# [Exercise requirements]
Below are records; copy every line among them that contains the word "lowestDiscernibleValue".

##### Provided material

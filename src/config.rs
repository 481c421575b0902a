// src/config.rs
//
// Immutable configuration values for histograms and top trackers, plus the
// pure validation run before anything is built.

use std::time::Duration;

use clap::ValueEnum;
use thiserror::Error;

use crate::constants::{
    DEFAULT_MAX_DESCRIPTION_LENGTH, DEFAULT_PERCENTILES, DEFAULT_RESET_POLICY,
    DEFAULT_SIGNIFICANT_DIGITS, DEFAULT_SLOW_THRESHOLD_NANOS, DEFAULT_TOP_SIZE,
    MAX_SIGNIFICANT_DIGITS,
};

/// Configuration-time failures. Never produced on the record/snapshot path.
#[derive(Error, Debug)]
pub enum ConfigError {
    #[error("reset period must be positive, got {period:?}")]
    NonPositivePeriod { period: Duration },

    #[error("significant digits must be between 0 and {max}, got {digits}")]
    SignificantDigitsOutOfRange { digits: u8, max: u8 },

    #[error("lowestDiscernibleValue must be >= 1, got {0}")]
    LowestDiscernibleTooSmall(u64),

    #[error("highestTrackableValue must be >= 2, got {0}")]
    HighestTrackableTooSmall(u64),

    #[error("highestTrackableValue ({highest}) must be >= 2 * lowestDiscernibleValue ({lowest})")]
    TrackableRangeTooNarrow { lowest: u64, highest: u64 },

    #[error("lowestDiscernibleValue is specified but highestTrackableValue undefined")]
    LowestWithoutHighest,

    #[error("predefined percentiles must not be empty; disable snapshot optimization instead")]
    EmptyPercentiles,

    #[error("illegal percentiles {0:?} - all values must be between 0 and 1")]
    PercentileOutOfRange(Vec<f64>),

    #[error("top size must be >= 1")]
    EmptyTop,

    #[error("failed to create histogram: {0}")]
    Histogram(#[from] hdrhistogram::CreationError),
}

/// When accumulated state is cleared.
#[derive(Debug, Clone, Copy, PartialEq, Eq)]
pub enum ResetPolicy {
    /// Every snapshot reads and clears.
    OnSnapshot,
    /// Tumbling window: cleared once per elapsed period, independent of reads.
    Periodically(Duration),
    /// Never cleared; the whole lifetime history stays visible.
    Never,
}

impl ResetPolicy {
    pub fn validate(&self) -> Result<(), ConfigError> {
        match self {
            ResetPolicy::Periodically(period) if period.as_millis() == 0 => {
                Err(ConfigError::NonPositivePeriod { period: *period })
            }
            _ => Ok(()),
        }
    }
}

impl Default for ResetPolicy {
    fn default() -> Self {
        DEFAULT_RESET_POLICY
    }
}

/// What happens to a value above the highest trackable value.
#[derive(Clone, Copy, Debug, PartialEq, Eq, ValueEnum)]
pub enum OverflowResolver {
    /// Drop the value and count it as skipped.
    Skip,
    /// Record the highest trackable value instead.
    ReduceToHighestTrackable,
    /// Hand the value to the recorder unchanged (the recorder auto-resizes).
    PassThru,
}

/// Settings shared by reservoirs, histograms and timers.
#[derive(Debug, Clone, PartialEq)]
pub struct HistogramConfig {
    pub reset_policy: ResetPolicy,
    pub significant_digits: u8,
    pub lowest_discernible_value: Option<u64>,
    pub highest_trackable_value: Option<(u64, OverflowResolver)>,
    /// `None` disables snapshot caching.
    pub snapshot_cache_ttl: Option<Duration>,
    /// Any order; sorted when an instrument is built. `None` keeps the full
    /// histogram in snapshots.
    pub predefined_percentiles: Option<Vec<f64>>,
}

impl Default for HistogramConfig {
    fn default() -> Self {
        Self {
            reset_policy: ResetPolicy::default(),
            significant_digits: DEFAULT_SIGNIFICANT_DIGITS,
            lowest_discernible_value: None,
            highest_trackable_value: None,
            snapshot_cache_ttl: None,
            predefined_percentiles: Some(DEFAULT_PERCENTILES.to_vec()),
        }
    }
}

impl HistogramConfig {
    pub fn validate(&self) -> Result<(), ConfigError> {
        self.reset_policy.validate()?;

        if self.significant_digits > MAX_SIGNIFICANT_DIGITS {
            return Err(ConfigError::SignificantDigitsOutOfRange {
                digits: self.significant_digits,
                max: MAX_SIGNIFICANT_DIGITS,
            });
        }

        if let Some(lowest) = self.lowest_discernible_value {
            if lowest < 1 {
                return Err(ConfigError::LowestDiscernibleTooSmall(lowest));
            }
        }

        if let Some((highest, _)) = self.highest_trackable_value {
            if highest < 2 {
                return Err(ConfigError::HighestTrackableTooSmall(highest));
            }
        }

        match (self.lowest_discernible_value, self.highest_trackable_value) {
            (Some(lowest), Some((highest, _))) if highest < lowest.saturating_mul(2) => {
                return Err(ConfigError::TrackableRangeTooNarrow { lowest, highest });
            }
            (Some(_), None) => return Err(ConfigError::LowestWithoutHighest),
            _ => {}
        }

        if let Some(percentiles) = &self.predefined_percentiles {
            if percentiles.is_empty() {
                return Err(ConfigError::EmptyPercentiles);
            }
            // `contains` is false for NaN, so NaN is rejected here as well.
            if percentiles.iter().any(|p| !(0.0..=1.0).contains(p)) {
                return Err(ConfigError::PercentileOutOfRange(percentiles.clone()));
            }
        }

        Ok(())
    }

    /// Snapshot cache TTL, treating a zero duration as disabled.
    pub fn effective_cache_ttl(&self) -> Option<Duration> {
        self.snapshot_cache_ttl.filter(|ttl| !ttl.is_zero())
    }
}

/// Settings for a top tracker; fixed for its lifetime.
#[derive(Debug, Clone, PartialEq)]
pub struct TopConfig {
    pub size: usize,
    pub slow_threshold: Duration,
    pub max_description_length: usize,
    pub reset_policy: ResetPolicy,
}

impl Default for TopConfig {
    fn default() -> Self {
        Self {
            size: DEFAULT_TOP_SIZE,
            slow_threshold: Duration::from_nanos(DEFAULT_SLOW_THRESHOLD_NANOS),
            max_description_length: DEFAULT_MAX_DESCRIPTION_LENGTH,
            reset_policy: ResetPolicy::default(),
        }
    }
}

impl TopConfig {
    pub fn validate(&self) -> Result<(), ConfigError> {
        if self.size == 0 {
            return Err(ConfigError::EmptyTop);
        }
        self.reset_policy.validate()
    }

    pub fn slow_threshold_nanos(&self) -> u64 {
        self.slow_threshold.as_nanos().min(u128::from(u64::MAX)) as u64
    }
}

/// Returns a sorted copy of `percentiles`.
pub(crate) fn sorted_percentiles(percentiles: &[f64]) -> Vec<f64> {
    let mut sorted = percentiles.to_vec();
    sorted.sort_by(|a, b| a.total_cmp(b));
    sorted
}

##########

# [Completed task]
    #[error("lowestDiscernibleValue must be >= 1, got {0}")]
    #[error("highestTrackableValue ({highest}) must be >= 2 * lowestDiscernibleValue ({lowest})")]
    #[error("lowestDiscernibleValue is specified but highestTrackableValue undefined")]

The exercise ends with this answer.